The Shapiro-Wilk test confirmed the normality in the data distribution (p ≥ 0.05). Pearson’s correlation coefficient was used to study the relationship between variables. A correlation was performed between the variables, and the coefficient of determination was calculated. The significance level was set at 5% for all analyses.
The mean ± SD age, weight, height, and BMI of the 320 children in the study were 10.05 ± 0.95 years, 38.49 ± 12.2 kg, 139.25 ± 10.12 cm, and 19.53 ± 4.55 kg/m2, respectively, as shown in Table 1.
Descriptive statistics of the gait parameters of the children
The mean ± SD step length of the children was 1.14 ± 0.15 m, with a minimum value of 0.7 m and a maximum value of 1.5 m, as shown in Table 1. The mean ± SD stride length of the children was 2.3 ± 0.28 m, with a minimum value of 1.5 m and a maximum value of 3.2 m, as shown in Table 2.
Relationship between BMI and step and stride length of the children
According to the results (r = 0.008, p = 0.88) and (r = 0.02, p = 0.7) of step length and stride length respectively in relation to BMI, there was non-significant relation between BMI and step and stride length in the current study (Table 3, Figs. 1 and 2).
The aim of the current research was to study the relationship between BMI and gait parameters (step length and stride length). According to our results, there was no relationship between BMI and step length, as the Pearson correlation was 0.008 and the p value was 0.88. Moreover, there was no relationship between BMI and stride length, as the Pearson correlation was 0.02 and the p value was 0.7. These results are in agreement with those of Pathare et al. (2013) , who found no significant differences in step length and stride length when comparing physical performance measures among young healthy weight, overweight, and obese children. The current results are also in agreement with those of Cimolin et al. (2015) , who studied the gait pattern in lean and obese adolescents, and found no significant differences in step length and stride length between normal and obese adolescents. The results of the present study are also in accordance with those of Cimolin et al. (2019) , who studied gait symmetry in normal weight, underweight, and obese children aged 7–14 years and found no significant differences in step length and stride length. Moreover, Rosso et al. (2019)  found no significant differences between spatial parameters of gait in normal weight and overweight subjects during a defined walking speed.
Additionally, no gait alterations were found as a result of speed, and no differences were observed between normal weight, overweight, and obese children with regard to step and stride length.
The current study results agree with those of Rezaei et al. (2018)  who studied thin, normal, and overweight boys aged 7–9 years using 3D motion analysis and found no significant difference between step length and stride length in normal, thin, and overweight children.

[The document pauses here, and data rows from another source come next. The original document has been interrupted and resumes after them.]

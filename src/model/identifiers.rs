//! Source identifiers.
//!
//! A source partitions the log space (typically a document path). Any string
//! is a valid source, including the empty string. The "no source" sentinel is
//! expressed as `None` in a [`SourceKey`], never as a magic string.

use serde::{Deserialize, Serialize};
use std::fmt;

/// Identifier of one log source, e.g. `notebooks/analysis.ipynb`.
#[derive(Debug, Clone, PartialEq, Eq, Hash, PartialOrd, Ord, Serialize, Deserialize)]
#[serde(transparent)]
pub struct SourceId(String);

impl SourceId {
    /// Wrap a raw source string.
    pub fn new(raw: impl Into<String>) -> Self {
        Self(raw.into())
    }

    /// Borrow the raw source string.
    pub fn as_str(&self) -> &str {
        &self.0
    }
}

impl fmt::Display for SourceId {
    fn fmt(&self, f: &mut fmt::Formatter<'_>) -> fmt::Result {
        f.write_str(&self.0)
    }
}

impl From<&str> for SourceId {
    fn from(raw: &str) -> Self {
        Self::new(raw)
    }
}

impl From<String> for SourceId {
    fn from(raw: String) -> Self {
        Self(raw)
    }
}

/// Registry key: a source, or `None` for entries with no associated source.
pub type SourceKey = Option<SourceId>;

/// Human readable label for a registry key.
pub fn key_label(key: &SourceKey) -> &str {
    match key {
        Some(source) => source.as_str(),
        None => "(no source)",
    }
}

/// Identifier of a widget hosted by the workbench shell.
#[derive(Debug, Clone, PartialEq, Eq, Hash)]
pub struct WidgetId(String);

impl WidgetId {
    /// Wrap a raw widget identifier.
    pub fn new(raw: impl Into<String>) -> Self {
        Self(raw.into())
    }

    /// Borrow the raw widget identifier.
    pub fn as_str(&self) -> &str {
        &self.0
    }
}

impl fmt::Display for WidgetId {
    fn fmt(&self, f: &mut fmt::Formatter<'_>) -> fmt::Result {
        f.write_str(&self.0)
    }
}
//! Error types for the log core.
//!
//! The core is total apart from one rejection: a negative capacity passed to
//! a buffer or to the registry. Settings-load failures live in
//! [`crate::config::ConfigError`] and are absorbed at the workbench boundary;
//! they never surface here.

use thiserror::Error;

/// Errors raised synchronously by buffer and registry operations.
#[derive(Debug, Clone, PartialEq, Eq, Error)]
pub enum LogError {
    /// A capacity below zero was requested.
    ///
    /// Raised by `LogBuffer::set_capacity` and `LoggerRegistry::set_max_length`
    /// before any state is touched, so a rejected call leaves every buffer as
    /// it was.
    ///
    /// # Examples
    ///
    /// ```
    /// use sourcelog::model::LogError;
    ///
    /// let err = LogError::InvalidArgument { requested: -5 };
    /// assert!(err.to_string().contains("-5"));
    /// ```
    #[error("Invalid capacity {requested}: must be zero or greater")]
    InvalidArgument {
        /// The rejected value.
        requested: i64,
    },
}

/// Validate a requested capacity and convert it to `usize`.
pub(crate) fn checked_capacity(requested: i64) -> Result<usize, LogError> {
    usize::try_from(requested).map_err(|_| LogError::InvalidArgument { requested })
}

#[cfg(test)]
mod tests {
    use super::*;

    #[test]
    fn invalid_argument_display_names_the_value() {
        let err = LogError::InvalidArgument { requested: -1 };
        let msg = err.to_string();
        assert!(msg.contains("Invalid capacity"));
        assert!(msg.contains("-1"));
    }

    #[test]
    fn checked_capacity_accepts_zero() {
        assert_eq!(checked_capacity(0), Ok(0));
    }

    #[test]
    fn checked_capacity_rejects_negative() {
        assert_eq!(
            checked_capacity(-3),
            Err(LogError::InvalidArgument { requested: -3 })
        );
    }
}
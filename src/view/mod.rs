//! TUI rendering and terminal management (impure shell)

mod layout;
pub mod log_view;
pub mod renderer;
pub mod status_indicator;
pub mod tabs;

pub use layout::{build_keyboard_hints, render_layout};
pub use log_view::LogView;
pub use renderer::{render_entry, ContentRenderer, MimeRenderer};
pub use status_indicator::StatusIndicatorView;

use crate::config::keybindings::KeyBindings;
use crate::config::{ConfigError, Settings};
use crate::host::Shell;
use crate::layout_store;
use crate::logging::SourcedEntry;
use crate::model::KeyAction;
use crate::shell::{document_source, DocumentShell};
use crate::workbench::{HostEvent, Workbench};
use crossterm::{
    event::{self, Event, KeyCode, KeyEvent, KeyModifiers},
    terminal::{disable_raw_mode, enable_raw_mode, EnterAlternateScreen, LeaveAlternateScreen},
    ExecutableCommand,
};
use ratatui::{backend::CrosstermBackend, Terminal};
use std::io::{self, Stdout};
use std::path::PathBuf;
use std::sync::mpsc;
use std::time::Duration;
use thiserror::Error;
use tracing::{debug, info, warn};

/// Errors that can occur during TUI operations
#[derive(Debug, Error)]
pub enum TuiError {
    /// IO error during terminal operations
    #[error("Terminal IO error: {0}")]
    Io(#[from] io::Error),
}

/// Re-reads settings on demand (the `r` key).
pub type SettingsLoader = Box<dyn Fn() -> Result<Settings, ConfigError>>;

/// Main TUI application
///
/// Generic over backend to support testing with TestBackend
pub struct TuiApp<B>
where
    B: ratatui::backend::Backend,
{
    terminal: Terminal<B>,
    workbench: Workbench,
    shell: DocumentShell,
    key_bindings: KeyBindings,
    /// Entries produced through tracing, drained on every timer tick
    sourced: Option<mpsc::Receiver<SourcedEntry>>,
    reload: SettingsLoader,
    /// Lines scrolled up in the viewer (0 = newest)
    scroll_offset: usize,
}

impl TuiApp<CrosstermBackend<Stdout>> {
    /// Create and initialize a new TUI application
    ///
    /// Sets up terminal in raw mode with alternate screen
    pub fn new(
        workbench: Workbench,
        shell: DocumentShell,
        sourced: Option<mpsc::Receiver<SourcedEntry>>,
        reload: SettingsLoader,
    ) -> Result<Self, TuiError> {
        enable_raw_mode()?;
        let mut stdout = io::stdout();
        stdout.execute(EnterAlternateScreen)?;
        let backend = CrosstermBackend::new(stdout);
        let terminal = Terminal::new(backend)?;

        Ok(Self::with_terminal(
            terminal, workbench, shell, sourced, reload,
        ))
    }

    /// Run the main event loop
    ///
    /// Returns when user quits (q or Ctrl+C).
    /// Event-driven: redraws on user input, new log entries, or while the
    /// status indicator is flashing.
    pub fn run(&mut self) -> Result<(), TuiError> {
        // Timer interval for status indicator blink and producer draining
        const TIMER_INTERVAL: Duration = Duration::from_millis(250);

        // Initial render - ensures screen has content immediately
        self.draw()?;

        loop {
            if event::poll(TIMER_INTERVAL)? {
                match event::read()? {
                    Event::Key(key) => {
                        if self.handle_key(key) {
                            return Ok(()); // User quit
                        }
                        self.draw()?;
                    }
                    Event::Resize(_, _) => self.draw()?,
                    _ => {}
                }
                continue;
            }

            // Timer elapsed - drain producers and advance the flash
            let received = self.drain_sourced();
            let flashing = self.workbench.tick();
            if received > 0 || flashing {
                self.draw()?;
            }
        }
    }
}

impl<B> TuiApp<B>
where
    B: ratatui::backend::Backend,
{
    /// Build the app on an existing terminal.
    pub fn with_terminal(
        terminal: Terminal<B>,
        workbench: Workbench,
        shell: DocumentShell,
        sourced: Option<mpsc::Receiver<SourcedEntry>>,
        reload: SettingsLoader,
    ) -> Self {
        Self {
            terminal,
            workbench,
            shell,
            key_bindings: KeyBindings::default(),
            sourced,
            reload,
            scroll_offset: 0,
        }
    }

    /// The workbench driven by this app.
    pub fn workbench(&self) -> &Workbench {
        &self.workbench
    }

    /// The shell driven by this app.
    pub fn shell(&self) -> &DocumentShell {
        &self.shell
    }

    /// The terminal, for inspecting the last drawn frame.
    pub fn terminal(&self) -> &Terminal<B> {
        &self.terminal
    }

    /// Handle a single keyboard event
    ///
    /// Returns true if app should quit
    pub fn handle_key(&mut self, key: KeyEvent) -> bool {
        // Ctrl+C always quits, even if rebound
        if key.code == KeyCode::Char('c') && key.modifiers.contains(KeyModifiers::CONTROL) {
            return true;
        }

        let Some(action) = self.key_bindings.get(key) else {
            return false;
        };
        debug!(?action, "Key action");

        if let Some(command) = action.command() {
            let outcome = self.workbench.execute(command, &mut self.shell);
            debug!(command = command.id(), ?outcome, "Command executed");
        }

        match action {
            KeyAction::NextDocument => {
                self.shell.focus_next();
                self.workbench.focus_changed(&self.shell);
            }
            KeyAction::PrevDocument => {
                self.shell.focus_prev();
                self.workbench.focus_changed(&self.shell);
            }
            KeyAction::FocusViewer => {
                self.shell.activate_viewer();
                self.workbench.focus_changed(&self.shell);
            }
            KeyAction::ClickStatus => self.workbench.click_status(&mut self.shell),
            KeyAction::ScrollUp => {
                let max = self
                    .workbench
                    .viewer()
                    .map_or(0, |v| v.lines().len().saturating_sub(1));
                self.scroll_offset = (self.scroll_offset + 1).min(max);
            }
            KeyAction::ScrollDown => self.scroll_offset = self.scroll_offset.saturating_sub(1),
            KeyAction::ScrollToLatest => self.scroll_offset = 0,
            KeyAction::ReloadSettings => {
                info!("Reloading settings");
                self.workbench.apply_settings((self.reload)());
            }
            KeyAction::Quit => return true,
            KeyAction::ToggleViewer | KeyAction::AddCheckpoint | KeyAction::ClearLog => {}
        }

        self.handle_host_events();
        false
    }

    /// Move entries produced through tracing into the workbench.
    ///
    /// Returns how many entries were received.
    pub fn drain_sourced(&mut self) -> usize {
        let Some(receiver) = &self.sourced else {
            return 0;
        };
        let entries: Vec<SourcedEntry> = receiver.try_iter().collect();
        let count = entries.len();
        for SourcedEntry { source, entry } in entries {
            self.workbench.log(source, entry);
        }
        count
    }

    /// Render the current frame
    pub fn draw(&mut self) -> Result<(), TuiError> {
        let workbench = &self.workbench;
        let shell = &self.shell;
        let scroll_offset = self.scroll_offset;
        self.terminal.draw(|frame| {
            layout::render_layout(frame, workbench, shell, scroll_offset);
        })?;
        Ok(())
    }

    fn handle_host_events(&mut self) {
        for event in self.workbench.drain_host_events() {
            match event {
                HostEvent::SourceChanged(source) => {
                    debug!(log_source = ?source, "Viewer source changed");
                    self.scroll_offset = 0;
                }
                HostEvent::ViewerOpened | HostEvent::ViewerClosed => self.scroll_offset = 0,
            }
        }
    }

    /// Consume the app, returning the workbench for layout persistence.
    pub fn into_workbench(self) -> Workbench {
        self.workbench
    }
}

/// Startup options for [`run`].
pub struct ViewOptions {
    /// Document tabs, one per source.
    pub documents: Vec<String>,
    /// Settings loaded at startup.
    pub settings: Result<Settings, ConfigError>,
    /// Loader used when the user asks for a reload.
    pub reload: SettingsLoader,
    /// Receiver side of the tracing source layer.
    pub sourced: Option<mpsc::Receiver<SourcedEntry>>,
    /// Where the viewer layout is persisted; `None` disables restoration.
    pub layout_path: Option<PathBuf>,
}

/// Initialize and run the TUI application
///
/// This is the main entry point for the TUI. It performs the two-phase
/// workbench startup, restores the viewer layout, runs the event loop, and
/// ensures terminal cleanup on exit.
///
/// Note: Logging must be initialized by caller before calling this function.
pub fn run(options: ViewOptions) -> Result<(), TuiError> {
    let ViewOptions {
        documents,
        settings,
        reload,
        sourced,
        layout_path,
    } = options;

    let mut shell = DocumentShell::with_documents(documents.iter().map(String::as_str));
    let mut workbench = Workbench::new(document_source);

    if let Some(record) = layout_path.as_deref().and_then(layout_store::load_layout) {
        workbench.restore_from(&mut shell, &record);
    }
    workbench.ready(&shell, settings);
    workbench.sync_visibility(&shell);

    let mut app = TuiApp::new(workbench, shell, sourced, reload)?;

    // Run the app and ensure cleanup happens even on error
    let result = app.run();

    // Always restore terminal state
    restore_terminal()?;

    if let Some(path) = layout_path {
        let workbench = app.into_workbench();
        if let Err(e) = layout_store::save_layout(&path, workbench.layout_record().as_ref()) {
            warn!(path = %path.display(), error = %e, "Failed to save layout");
        }
    }

    result
}

/// Restore terminal to normal state
///
/// Disables raw mode and leaves alternate screen
fn restore_terminal() -> Result<(), TuiError> {
    disable_raw_mode()?;
    io::stdout().execute(LeaveAlternateScreen)?;
    Ok(())
}
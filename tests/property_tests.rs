//! Property-based tests for buffer and registry invariants.
//!
//! Tests validate:
//! 1. A buffer never holds more than its capacity and keeps the newest entries
//! 2. Every mutation advances the version
//! 3. Shrinking the capacity evicts the oldest entries only
//! 4. Sources never share entries

use proptest::prelude::*;
use sourcelog::model::{LogEntry, LogLevel, SourceId};
use sourcelog::state::{LogBuffer, LoggerRegistry};

fn entry(n: usize) -> LogEntry {
    LogEntry::text(LogLevel::Info, format!("m{n}"))
}

fn texts(buffer: &LogBuffer) -> Vec<String> {
    buffer
        .iter()
        .filter_map(|e| e.as_text().map(str::to_string))
        .collect()
}

/// Buffer operation for sequence tests.
#[derive(Debug, Clone)]
enum Op {
    Append,
    Clear,
    Resize(i64),
}

fn op_strategy() -> impl Strategy<Value = Op> {
    prop_oneof![
        6 => Just(Op::Append),
        1 => Just(Op::Clear),
        1 => (0i64..20).prop_map(Op::Resize),
    ]
}

// ===== Property 1: Capacity and FIFO eviction =====

proptest! {
    #[test]
    fn buffer_keeps_newest_entries_up_to_capacity(capacity in 1usize..50, count in 0usize..200) {
        let mut buffer = LogBuffer::new(capacity);
        for n in 0..count {
            buffer.append(entry(n));
            prop_assert!(buffer.len() <= capacity);
        }

        let expected: Vec<String> = (count.saturating_sub(capacity)..count)
            .map(|n| format!("m{n}"))
            .collect();
        prop_assert_eq!(texts(&buffer), expected);
    }

    #[test]
    fn read_is_clamped_to_length(capacity in 1usize..30, count in 0usize..60, from in 0usize..80, to in 0usize..80) {
        let mut buffer = LogBuffer::new(capacity);
        for n in 0..count {
            buffer.append(entry(n));
        }

        let read = buffer.read(from, to).count();
        let expected = to.min(buffer.len()).saturating_sub(from.min(to.min(buffer.len())));
        prop_assert_eq!(read, expected);
    }
}

// ===== Property 2: Versions =====

proptest! {
    #[test]
    fn append_and_clear_always_advance_version(ops in prop::collection::vec(op_strategy(), 0..100)) {
        let mut buffer = LogBuffer::new(5);
        let mut n = 0;
        for op in ops {
            let before = buffer.version();
            match op {
                Op::Append => {
                    let after = buffer.append(entry(n));
                    n += 1;
                    prop_assert!(after > before);
                }
                Op::Clear => {
                    let after = buffer.clear();
                    prop_assert!(after > before);
                    prop_assert!(buffer.is_empty());
                }
                Op::Resize(capacity) => {
                    let len = buffer.len();
                    let evicted = buffer.set_capacity(capacity).expect("non-negative capacity");
                    prop_assert_eq!(evicted, len.saturating_sub(capacity as usize));
                    if evicted > 0 {
                        prop_assert!(buffer.version() > before);
                    } else {
                        prop_assert_eq!(buffer.version(), before);
                    }
                }
            }
            prop_assert!(buffer.len() <= buffer.capacity());
        }
    }
}

// ===== Property 3: Capacity changes =====

proptest! {
    #[test]
    fn shrinking_keeps_the_newest_suffix(count in 0usize..40, capacity in 0i64..40) {
        let mut buffer = LogBuffer::new(40);
        for n in 0..count {
            buffer.append(entry(n));
        }
        let before = texts(&buffer);

        buffer.set_capacity(capacity).expect("non-negative capacity");

        let kept = before.len().min(capacity as usize);
        prop_assert_eq!(texts(&buffer), before[before.len() - kept..].to_vec());
    }

    #[test]
    fn negative_capacity_is_rejected_without_change(count in 0usize..10, capacity in i64::MIN..0) {
        let mut buffer = LogBuffer::new(10);
        for n in 0..count {
            buffer.append(entry(n));
        }
        let version = buffer.version();

        prop_assert!(buffer.set_capacity(capacity).is_err());
        prop_assert_eq!(buffer.len(), count);
        prop_assert_eq!(buffer.capacity(), 10);
        prop_assert_eq!(buffer.version(), version);
    }
}

// ===== Property 4: Source isolation =====

proptest! {
    #[test]
    fn sources_are_isolated(targets in prop::collection::vec(0usize..3, 0..60)) {
        let names = ["a", "b", "c"];
        let mut registry = LoggerRegistry::new(1000);
        for (n, &target) in targets.iter().enumerate() {
            registry.log(Some(SourceId::from(names[target])), entry(n));
        }

        for (index, name) in names.iter().enumerate() {
            let expected: Vec<String> = targets
                .iter()
                .enumerate()
                .filter(|(_, t)| **t == index)
                .map(|(n, _)| format!("m{n}"))
                .collect();
            let actual = registry
                .buffer(&Some(SourceId::from(*name)))
                .map(texts)
                .unwrap_or_default();
            prop_assert_eq!(actual, expected);
        }
    }
}
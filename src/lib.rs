//! Per-source bounded logs for a multi-document workbench (sourcelog)
//!
//! Every open document ("source") gets its own bounded log. A single viewer
//! shows the log of the focused document, and a status indicator flashes
//! when a hidden source receives new entries.
//!
//! The log core (`model`, `state`, `workbench`) is pure and single-threaded;
//! the terminal UI in `view` is one host for it.

pub mod commands;
pub mod config;
pub mod demo;
pub mod host;
pub mod layout_store;
pub mod logging;
pub mod model;
pub mod shell;
pub mod state;
pub mod view;
pub mod workbench;

pub use workbench::{HostEvent, LayoutRecord, Workbench};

These results are in accordance with those of Milanese et al. (2010)  who evaluated motor abilities and anthropometric parameters in normal children from both sexes with age ranged from 6 to 12 years, they assessed standard anthropometry (BMI, waist circumference, waist-to-hip ratio, the sum of five skinfolds) and motor fitness tests (standing long jump and 30-m dash), they found that the BMI does not correlate with run and other spatial gait parameters (step and stride length).
However, these results disagree with those of Hung et al. (2013) , who investigated the effect of dual-task constraints on the whole-body organization during ambulation in normal, overweight, and obese children. They demonstrated that the overweight and obese children had a shorter normalized step and stride lengths than the control children, and decreased their normalized step and stride lengths under the dual-task condition compared with the normal-walking condition.
The present study results contradict those of Heneidy (2012) , who found significant differences in the measured variables between different categories of weight abnormalities on gait parameters in children aged 12–14 years, as measured using a Biodex gait trainer treadmill. The obese children could walk a shorter distance, with a significantly slower speed, shorter steps, and a decrease in the average step cycle compared with normal-weight children. Moreover, the results of the underweight children were better than those of the other groups but were still less than those of the normal-weight group.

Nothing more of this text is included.